Afghan President Hamid Karzai urged the country’s tribal leaders on Thursday to back a contentious security pact that would keep thousands of American troops there for years, even as he sought to delay ratification of the deal and lamented his sour relationship with the U.S.
“My trust with America is not good. I don’t trust them, and they don’t trust me,” he said at the beginning of the four-day meeting with the grand assembly of top politicians and tribal elders, NBC reports. “During the past 10 years, I have fought with them and they have made propaganda against me.”
The comments to the Loya Jirga of elders, came hours after Secretary of State John Kerry said a final draft of the security deal regarding troop levels had been reached. The proposal, which awaits approval by both the U.S. and Afghanistan, would not let the U.S. to conduct combat operations in the country after 2014 but would allow between 10,000 to 15,000 troops, between the U.S. and NATO, to remain in Afghanistan up to 2024, specifically to train and equip Afghan security forces.

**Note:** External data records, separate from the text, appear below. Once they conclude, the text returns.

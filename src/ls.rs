//! The `ls` builtin: directory listings in a compact multi-column layout or a
//! long, one entry per line format.
//!
//! Unlike the argh-described builtins, `ls` accepts bundled short flags
//! (`-la`), so it parses its own arguments.

use crate::command::Builtin;
use crate::env::Environment;
use crate::parser::ParseError;
use crate::theme::{Theme, visible_width};
use anyhow::{Context, Result};
use chrono::{DateTime, Local};
use std::collections::HashMap;
use std::fs::{self, Metadata};
use std::io::Write;
use std::path::Path;
use std::time::SystemTime;

const DEFAULT_WIDTH: usize = 80;

const HELP: &str = "\
Usage: ls [-l] [-a] [-h] [path...]

List directory contents.

Options:
  -l                use long listing format
  -a                show hidden files
  -h                human-readable sizes";

/// `ls [-lah] [path...]`
pub struct Ls;

#[derive(Debug, Default, PartialEq, Eq)]
struct LsOptions {
    long: bool,
    all: bool,
    human: bool,
}

fn parse_options(args: &[String]) -> Result<(Vec<String>, LsOptions), ParseError> {
    let mut opts = LsOptions::default();
    let mut paths = Vec::new();

    for arg in args {
        match arg.strip_prefix('-') {
            Some(flags) if !flags.is_empty() => {
                for flag in flags.chars() {
                    match flag {
                        'l' => opts.long = true,
                        'a' => opts.all = true,
                        'h' => opts.human = true,
                        other => {
                            return Err(ParseError::UnknownOption(format!("ls: -{}", other)));
                        }
                    }
                }
            }
            _ => paths.push(arg.clone()),
        }
    }

    Ok((paths, opts))
}

#[derive(Debug, Clone, Copy, PartialEq, Eq)]
enum EntryKind {
    File,
    Directory,
    Symlink,
}

#[derive(Debug, Clone)]
struct Entry {
    name: String,
    kind: EntryKind,
    size: u64,
    mode: u32,
    uid: u32,
    gid: u32,
    modified: Option<SystemTime>,
    link_target: Option<String>,
}

impl Entry {
    fn from_metadata(name: String, path: &Path, meta: &Metadata) -> Self {
        let kind = if meta.file_type().is_symlink() {
            EntryKind::Symlink
        } else if meta.is_dir() {
            EntryKind::Directory
        } else {
            EntryKind::File
        };
        let (mode, uid, gid) = ownership(meta);
        let link_target = match kind {
            EntryKind::Symlink => fs::read_link(path)
                .ok()
                .map(|target| target.to_string_lossy().to_string()),
            _ => None,
        };
        Self {
            name,
            kind,
            size: meta.len(),
            mode,
            uid,
            gid,
            modified: meta.modified().ok(),
            link_target,
        }
    }

    fn is_hidden(&self) -> bool {
        self.name.starts_with('.')
    }

    fn is_executable(&self) -> bool {
        self.kind == EntryKind::File && self.mode & 0o111 != 0
    }

    fn colored_name(&self, theme: &Theme) -> String {
        match self.kind {
            EntryKind::Directory => theme.directory(&self.name),
            EntryKind::Symlink => theme.symlink(&self.name),
            EntryKind::File if self.is_executable() => theme.executable(&self.name),
            EntryKind::File => self.name.clone(),
        }
    }

    fn permissions(&self) -> String {
        let kind = match self.kind {
            EntryKind::Directory => 'd',
            EntryKind::Symlink => 'l',
            EntryKind::File => '-',
        };
        let mut out = String::with_capacity(10);
        out.push(kind);
        for shift in [6, 3, 0] {
            let bits = (self.mode >> shift) & 0o7;
            out.push(if bits & 0o4 != 0 { 'r' } else { '-' });
            out.push(if bits & 0o2 != 0 { 'w' } else { '-' });
            out.push(if bits & 0o1 != 0 { 'x' } else { '-' });
        }
        out
    }
}

#[cfg(unix)]
fn ownership(meta: &Metadata) -> (u32, u32, u32) {
    use std::os::unix::fs::MetadataExt;
    (meta.mode(), meta.uid(), meta.gid())
}

#[cfg(not(unix))]
fn ownership(meta: &Metadata) -> (u32, u32, u32) {
    let mode = if meta.is_dir() { 0o755 } else { 0o644 };
    (mode, 0, 0)
}

/// User and group names keyed by numeric id, read from the system account files.
#[derive(Debug, Default)]
struct Accounts {
    users: HashMap<u32, String>,
    groups: HashMap<u32, String>,
}

impl Accounts {
    fn load() -> Self {
        let read = |path: &str| {
            fs::read_to_string(path)
                .map(|content| parse_id_file(&content))
                .unwrap_or_default()
        };
        Self {
            users: read("/etc/passwd"),
            groups: read("/etc/group"),
        }
    }

    fn user(&self, uid: u32) -> String {
        self.users
            .get(&uid)
            .cloned()
            .unwrap_or_else(|| uid.to_string())
    }

    fn group(&self, gid: u32) -> String {
        self.groups
            .get(&gid)
            .cloned()
            .unwrap_or_else(|| gid.to_string())
    }
}

/// Parse `name:password:id:...` lines as found in /etc/passwd and /etc/group.
fn parse_id_file(content: &str) -> HashMap<u32, String> {
    content
        .lines()
        .filter(|line| !line.starts_with('#'))
        .filter_map(|line| {
            let mut fields = line.split(':');
            let name = fields.next()?;
            let id = fields.nth(1)?.parse().ok()?;
            Some((id, name.to_string()))
        })
        .collect()
}

/// Entries of the directory at `path`, or just `path` itself when it is not a
/// directory, in which case it is listed under `shown_as`.
fn read_entries(path: &Path, shown_as: &str) -> Result<Vec<Entry>> {
    let meta = fs::symlink_metadata(path)
        .with_context(|| format!("ls: cannot access {}", path.display()))?;

    if !fs::metadata(path).map(|m| m.is_dir()).unwrap_or(false) {
        return Ok(vec![Entry::from_metadata(shown_as.to_string(), path, &meta)]);
    }

    let mut entries = Vec::new();
    for dir_entry in fs::read_dir(path)
        .with_context(|| format!("ls: cannot open directory {}", path.display()))?
    {
        let dir_entry = dir_entry?;
        let entry_path = dir_entry.path();
        let Ok(meta) = fs::symlink_metadata(&entry_path) else {
            continue;
        };
        let name = dir_entry.file_name().to_string_lossy().to_string();
        entries.push(Entry::from_metadata(name, &entry_path, &meta));
    }
    entries.sort_by(|a, b| a.name.cmp(&b.name));
    Ok(entries)
}

/// Sizes in powers of 1024 with one decimal, e.g. `1.5K`.
fn human_size(size: u64) -> String {
    const UNIT: u64 = 1024;
    if size < UNIT {
        return size.to_string();
    }
    let mut div = UNIT;
    let mut exp = 0;
    let mut n = size / UNIT;
    while n >= UNIT {
        div *= UNIT;
        exp += 1;
        n /= UNIT;
    }
    let suffix = ['K', 'M', 'G', 'T', 'P', 'E'][exp];
    format!("{:.1}{}", size as f64 / div as f64, suffix)
}

fn format_time(time: Option<SystemTime>) -> String {
    match time {
        Some(time) => DateTime::<Local>::from(time).format("%b %e %H:%M").to_string(),
        None => "?".to_string(),
    }
}

fn format_long(
    entries: &[Entry],
    human: bool,
    theme: &Theme,
    accounts: &Accounts,
    out: &mut dyn Write,
) -> Result<()> {
    let rows: Vec<[String; 6]> = entries
        .iter()
        .map(|entry| {
            let size = if human {
                human_size(entry.size)
            } else {
                entry.size.to_string()
            };
            let mut name = entry.colored_name(theme);
            if let Some(target) = &entry.link_target {
                name = format!("{} -> {}", name, target);
            }
            [
                entry.permissions(),
                accounts.user(entry.uid),
                accounts.group(entry.gid),
                size,
                format_time(entry.modified),
                name,
            ]
        })
        .collect();

    let width = |col: usize| rows.iter().map(|r| r[col].len()).max().unwrap_or(0);
    let (owner_w, group_w, size_w) = (width(1), width(2), width(3));

    for [perms, owner, group, size, modified, name] in &rows {
        writeln!(
            out,
            "{}  {:<owner_w$}  {:<group_w$}  {:>size_w$}  {}  {}",
            perms, owner, group, size, modified, name
        )?;
    }
    Ok(())
}

/// Column-major layout that fits `width` terminal cells.
fn format_compact(entries: &[Entry], width: usize, theme: &Theme, out: &mut dyn Write) -> Result<()> {
    if entries.is_empty() {
        return Ok(());
    }

    let names: Vec<String> = entries.iter().map(|e| e.colored_name(theme)).collect();
    let max_len = names.iter().map(|n| visible_width(n)).max().unwrap_or(0);
    let col_width = max_len + 2;
    let cols = (width / col_width).max(1);
    let rows = entries.len().div_ceil(cols);

    for row in 0..rows {
        let mut line = String::new();
        for col in 0..cols {
            let idx = col * rows + row;
            let Some(name) = names.get(idx) else {
                break;
            };
            line.push_str(name);
            let is_last = col + 1 == cols || idx + rows >= names.len();
            if !is_last {
                line.push_str(&" ".repeat(col_width - visible_width(name)));
            }
        }
        writeln!(out, "{}", line)?;
    }
    Ok(())
}

fn terminal_width(env: &Environment) -> usize {
    env.get_var("COLUMNS")
        .and_then(|c| c.trim().parse().ok())
        .filter(|w| *w > 0)
        .unwrap_or(DEFAULT_WIDTH)
}

impl Builtin for Ls {
    fn execute(&self, args: &[String], stdout: &mut dyn Write, env: &mut Environment) -> Result<()> {
        if args.iter().any(|a| a == "--help") {
            writeln!(stdout, "{}", HELP)?;
            return Ok(());
        }

        let (mut paths, opts) = parse_options(args)?;
        if paths.is_empty() {
            paths.push(".".to_string());
        }

        let theme = Theme::new(env.use_color());
        let accounts = if opts.long {
            Accounts::load()
        } else {
            Accounts::default()
        };

        for (i, path) in paths.iter().enumerate() {
            if i > 0 {
                writeln!(stdout, "\n{}:", path)?;
            }

            let mut entries = read_entries(&env.current_dir.join(path), path)?;
            if !opts.all {
                entries.retain(|e| !e.is_hidden());
            }

            if opts.long {
                format_long(&entries, opts.human, &theme, &accounts, stdout)?;
            } else {
                format_compact(&entries, terminal_width(env), &theme, stdout)?;
            }
        }
        Ok(())
    }

    fn help(&self) -> String {
        HELP.to_string()
    }
}
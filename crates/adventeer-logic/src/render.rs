//! SVG output for a generated trail.
//!
//! [`path_data`] is the `d` attribute the map screen draws as a dashed
//! polyline. [`render_svg`] wraps a whole [`TrailMap`] in a standalone
//! document for eyeballing trails from the harness.

use crate::config::TrailConfig;
use crate::map::{TrailMap, WaypointStatus};
use crate::trail::TrailPoint;

const TRAIL_COLOR: &str = "#e11d48";
const OUTLINE_COLOR: &str = "#742a2a";
const LOCKED_COLOR: &str = "#94a3b8";

/// SVG path data: `M x0,y0 L x1,y1 L ...`. Empty input gives an empty string.
pub fn path_data(points: &[TrailPoint]) -> String {
    if points.is_empty() {
        return String::new();
    }
    let vertices: Vec<String> = points.iter().map(|p| format!("{},{}", p.x, p.y)).collect();
    format!("M {}", vertices.join(" L "))
}

fn waypoint_style(status: WaypointStatus) -> (f64, &'static str) {
    match status {
        WaypointStatus::Current => (12.0, "#16A34A"),
        WaypointStatus::Completed => (8.0, "#FBBF24"),
        WaypointStatus::Locked => (8.0, LOCKED_COLOR),
    }
}

/// Standalone SVG document for a trail map.
pub fn render_svg(map: &TrailMap, config: &TrailConfig) -> String {
    let mut svg = String::new();
    svg.push_str(&format!(
        "<svg xmlns=\"http://www.w3.org/2000/svg\" width=\"{}\" height=\"{}\" viewBox=\"0 0 {} {}\">\n",
        map.width, config.viewport_height, map.width, config.viewport_height
    ));
    svg.push_str(&format!(
        "  <path d=\"{}\" fill=\"none\" stroke=\"{}\" stroke-width=\"4\" stroke-dasharray=\"8,4\"/>\n",
        path_data(&map.points),
        TRAIL_COLOR
    ));

    for waypoint in &map.waypoints {
        let (radius, fill) = waypoint_style(waypoint.status);
        svg.push_str(&format!(
            "  <circle cx=\"{}\" cy=\"{}\" r=\"{}\" fill=\"{}\" stroke=\"{}\" stroke-width=\"2\"/>\n",
            waypoint.point.x, waypoint.point.y, radius, fill, OUTLINE_COLOR
        ));
    }

    for milestone in &map.milestones {
        let fill = if milestone.unlocked { "#f97316" } else { LOCKED_COLOR };
        let (x, y) = (milestone.point.x, milestone.point.y);
        svg.push_str(&format!(
            "  <g class=\"milestone\">\n    <circle cx=\"{}\" cy=\"{}\" r=\"18\" fill=\"{}\" stroke=\"{}\" stroke-width=\"3\"/>\n",
            x, y, fill, OUTLINE_COLOR
        ));
        svg.push_str(&format!(
            "    <text x=\"{}\" y=\"{}\" text-anchor=\"middle\" dominant-baseline=\"middle\" fill=\"#fff\" font-size=\"12\">{}</text>\n",
            x, y, milestone.level
        ));
        if milestone.unlocked {
            // Check mark.
            svg.push_str(&format!(
                "    <path d=\"M {},{} L {},{} L {},{}\" stroke=\"#fff\" stroke-width=\"2\" fill=\"none\"/>\n",
                x - 5.0,
                y,
                x + 1.0,
                y + 5.0,
                x + 7.0,
                y - 5.0
            ));
        }
        svg.push_str("  </g>\n");
    }

    svg.push_str("</svg>\n");
    svg
}

#[cfg(test)]
mod tests {
    use super::*;

    #[test]
    fn path_data_formats_vertices() {
        let points = [
            TrailPoint::new(100.0, 250.0),
            TrailPoint::new(110.5, 260.0),
            TrailPoint::new(1100.0, 240.25),
        ];
        assert_eq!(
            path_data(&points),
            "M 100,250 L 110.5,260 L 1100,240.25"
        );
    }

    #[test]
    fn path_data_empty() {
        assert_eq!(path_data(&[]), "");
    }

    #[test]
    fn svg_contains_every_marker() {
        let config = TrailConfig::default();
        let map = TrailMap::build("abc", 6, &config);
        let svg = render_svg(&map, &config);

        assert!(svg.starts_with("<svg"));
        assert!(svg.trim_end().ends_with("</svg>"));
        assert!(svg.contains("d=\"M 100,250 L "));
        assert_eq!(
            svg.matches("class=\"milestone\"").count(),
            map.milestones.len()
        );
        assert_eq!(
            svg.matches("<circle").count(),
            map.waypoints.len() + map.milestones.len()
        );
    }
}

Karzai pledged to support the new bilateral security agreement that would reportedly keep up to 15,000 foreign troops there after 2014, but added he would postpone signing the accord until after the country’s elections next April, in which Karzai is not seeking reelection. That’s a blow to Washington, which wants an agreement signed quickly so the U.S. and NATO can begin planning their post-2014 presence in the country.